[TASK GOAL] Search the material below for the string "UserInfo" and extract each line that has it.

[EXERCISE MATERIAL]
◆ ◆ ◆ ◆ ◆ ◆ ◆

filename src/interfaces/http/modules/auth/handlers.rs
//! Authentication API handlers

use std::sync::Arc;

use axum::{extract::State, http::StatusCode, Extension, Json};

use super::dto::{AuthResponse, CredentialsRequest, UserInfo};
use crate::application::CredentialService;
use crate::interfaces::http::common::{ApiError, ErrorBody, JsonBody};
use crate::interfaces::http::middleware::AuthenticatedUser;

/// Auth state
#[derive(Clone)]
pub struct AuthHandlerState {
    pub credentials: Arc<CredentialService>,
}

#[utoipa::path(
    post,
    path = "/api/auth/register",
    tag = "Authentication",
    request_body = CredentialsRequest,
    responses(
        (status = 201, description = "User created", body = AuthResponse),
        (status = 400, description = "Missing fields or user already exists", body = ErrorBody)
    )
)]
pub async fn register(
    State(state): State<AuthHandlerState>,
    JsonBody(request): JsonBody<CredentialsRequest>,
) -> Result<(StatusCode, Json<AuthResponse>), ApiError> {
    let session = state
        .credentials
        .register(&request.username, &request.password)
        .await?;
    Ok((StatusCode::CREATED, Json(session.into())))
}

#[utoipa::path(
    post,
    path = "/api/auth/login",
    tag = "Authentication",
    request_body = CredentialsRequest,
    responses(
        (status = 200, description = "Successful login", body = AuthResponse),
        (status = 400, description = "Missing fields", body = ErrorBody),
        (status = 401, description = "Invalid credentials", body = ErrorBody)
    )
)]
pub async fn login(
    State(state): State<AuthHandlerState>,
    JsonBody(request): JsonBody<CredentialsRequest>,
) -> Result<Json<AuthResponse>, ApiError> {
    let session = state
        .credentials
        .login(&request.username, &request.password)
        .await?;
    Ok(Json(session.into()))
}

#[utoipa::path(
    get,
    path = "/api/auth/me",
    tag = "Authentication",
    security(("bearer_auth" = [])),
    responses(
        (status = 200, description = "Current user", body = UserInfo),
        (status = 401, description = "Not authenticated", body = ErrorBody)
    )
)]
pub async fn get_current_user(Extension(user): Extension<AuthenticatedUser>) -> Json<UserInfo> {
    Json(user.into())
}
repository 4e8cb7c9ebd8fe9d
pub mod http;
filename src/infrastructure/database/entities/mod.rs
//! Database entities module

pub mod charging_station;
pub mod user;

pub use charging_station::Entity as ChargingStation;
pub use user::Entity as User;
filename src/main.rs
//! Charger Directory
//!
//! REST service for EV charging stations managed by their owners.
//! Reads configuration from a TOML file (~/.config/charger-directory/config.toml,
//! or the path in `CHARGERS_CONFIG`).

use charger_directory::config::LoggingSection;
use charger_directory::server::{ServerHandle, ServerOptions};
use charger_directory::{default_config_path, AppConfig};
use tracing::{error, info};
use tracing_subscriber::EnvFilter;

fn init_tracing(logging: &LoggingSection) {
    let filter =
        EnvFilter::try_from_default_env().unwrap_or_else(|_| EnvFilter::new(&logging.level));

    if logging.json {
        tracing_subscriber::fmt().with_env_filter(filter).json().init();
    } else {
        tracing_subscriber::fmt().with_env_filter(filter).init();
    }
}

#[tokio::main]
async fn main() -> Result<(), Box<dyn std::error::Error>> {
    // ── Load configuration ─────────────────────────────────────
    let config_path = default_config_path();
    let app_cfg = match AppConfig::load(&config_path) {
        Ok(cfg) => {
            init_tracing(&cfg.logging);
            info!("Configuration loaded from {}", config_path.display());
            cfg
        }
        Err(e) => {
            init_tracing(&LoggingSection::default());
            error!("Failed to load config: {}. Using defaults.", e);
            AppConfig::default()
        }
    };

    let handle = ServerHandle::start(ServerOptions {
        config: app_cfg,
        auto_migrate: true,
    })
    .await
    .map_err(|e| {
        error!("Failed to start: {}", e);
        e
    })?;

    handle.install_signal_handler();
    info!("Server started. Press Ctrl+C to shutdown gracefully.");

    handle.wait().await;
    Ok(())
}
//! User entity for database

use chrono::{DateTime, Utc};
use sea_orm::entity::prelude::*;
use serde::{Deserialize, Serialize};

/// User model
#[derive(Clone, Debug, PartialEq, Eq, DeriveEntityModel, Serialize, Deserialize)]
#[sea_orm(table_name = "users")]
pub struct Model {
    #[sea_orm(primary_key, auto_increment = false)]
    pub id: String,
    #[sea_orm(unique)]
    pub username: String,
    pub password_hash: String,
    pub created_at: DateTime<Utc>,
}

#[derive(Copy, Clone, Debug, EnumIter, DeriveRelation)]
pub enum Relation {
    #[sea_orm(has_many = "super::charging_station::Entity")]
    ChargingStations,
}

impl Related<super::charging_station::Entity> for Entity {
    fn to() -> RelationDef {
        Relation::ChargingStations.def()
    }
}

impl ActiveModelBehavior for ActiveModel {}
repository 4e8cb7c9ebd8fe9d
//! Prometheus scrape endpoint and HTTP request metrics
//!
//! Series recorded here:
//! - `http_requests_total{method, path, status}`
//! - `http_request_duration_seconds{method, path}`
//!
//! Domain counters (`stations_created_total`, `stations_deleted_total`,
//! `auth_failures_total`) are emitted by the services and the auth gate.

use std::time::Instant;

use axum::{
    body::Body,
    extract::{MatchedPath, State},
    http::{header, Request, StatusCode},
    middleware::Next,
    response::{IntoResponse, Response},
};
use metrics_exporter_prometheus::PrometheusHandle;

#[derive(Clone)]
pub struct MetricsState {
    pub handle: PrometheusHandle,
}

/// `GET /metrics` (no auth)
pub async fn prometheus_metrics(State(state): State<MetricsState>) -> impl IntoResponse {
    (
        StatusCode::OK,
        [(header::CONTENT_TYPE, "text/plain; version=0.0.4; charset=utf-8")],
        state.handle.render(),
    )
}

pub async fn http_metrics_middleware(request: Request<Body>, next: Next) -> Response {
    let method = request.method().to_string();
    // Route template, so `/api/chargers/{id}` stays one series.
    let path = request
        .extensions()
        .get::<MatchedPath>()
        .map(|mp| mp.as_str().to_string())
        .unwrap_or_else(|| "unmatched".to_string());

    let start = Instant::now();
    let response = next.run(request).await;
    let elapsed = start.elapsed().as_secs_f64();

    let status = response.status().as_u16().to_string();
    metrics::counter!(
        "http_requests_total",
        "method" => method.clone(),
        "path" => path.clone(),
        "status" => status
    )
    .increment(1);
    metrics::histogram!("http_request_duration_seconds", "method" => method, "path" => path)
        .record(elapsed);

    response
}
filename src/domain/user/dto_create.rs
/// Data needed to persist a new user. The password is already hashed.
#[derive(Debug, Clone)]
pub struct CreateUserDto {
    pub username: String,
    pub password_hash: String,
}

◆ ◆ ◆ ◆ ◆ ◆ ◆

[SOLUTION FOR THIS EXERCISE]
use super::dto::{AuthResponse, CredentialsRequest, UserInfo};
        (status = 200, description = "Current user", body = UserInfo),
pub async fn get_current_user(Extension(user): Extension<AuthenticatedUser>) -> Json<UserInfo> {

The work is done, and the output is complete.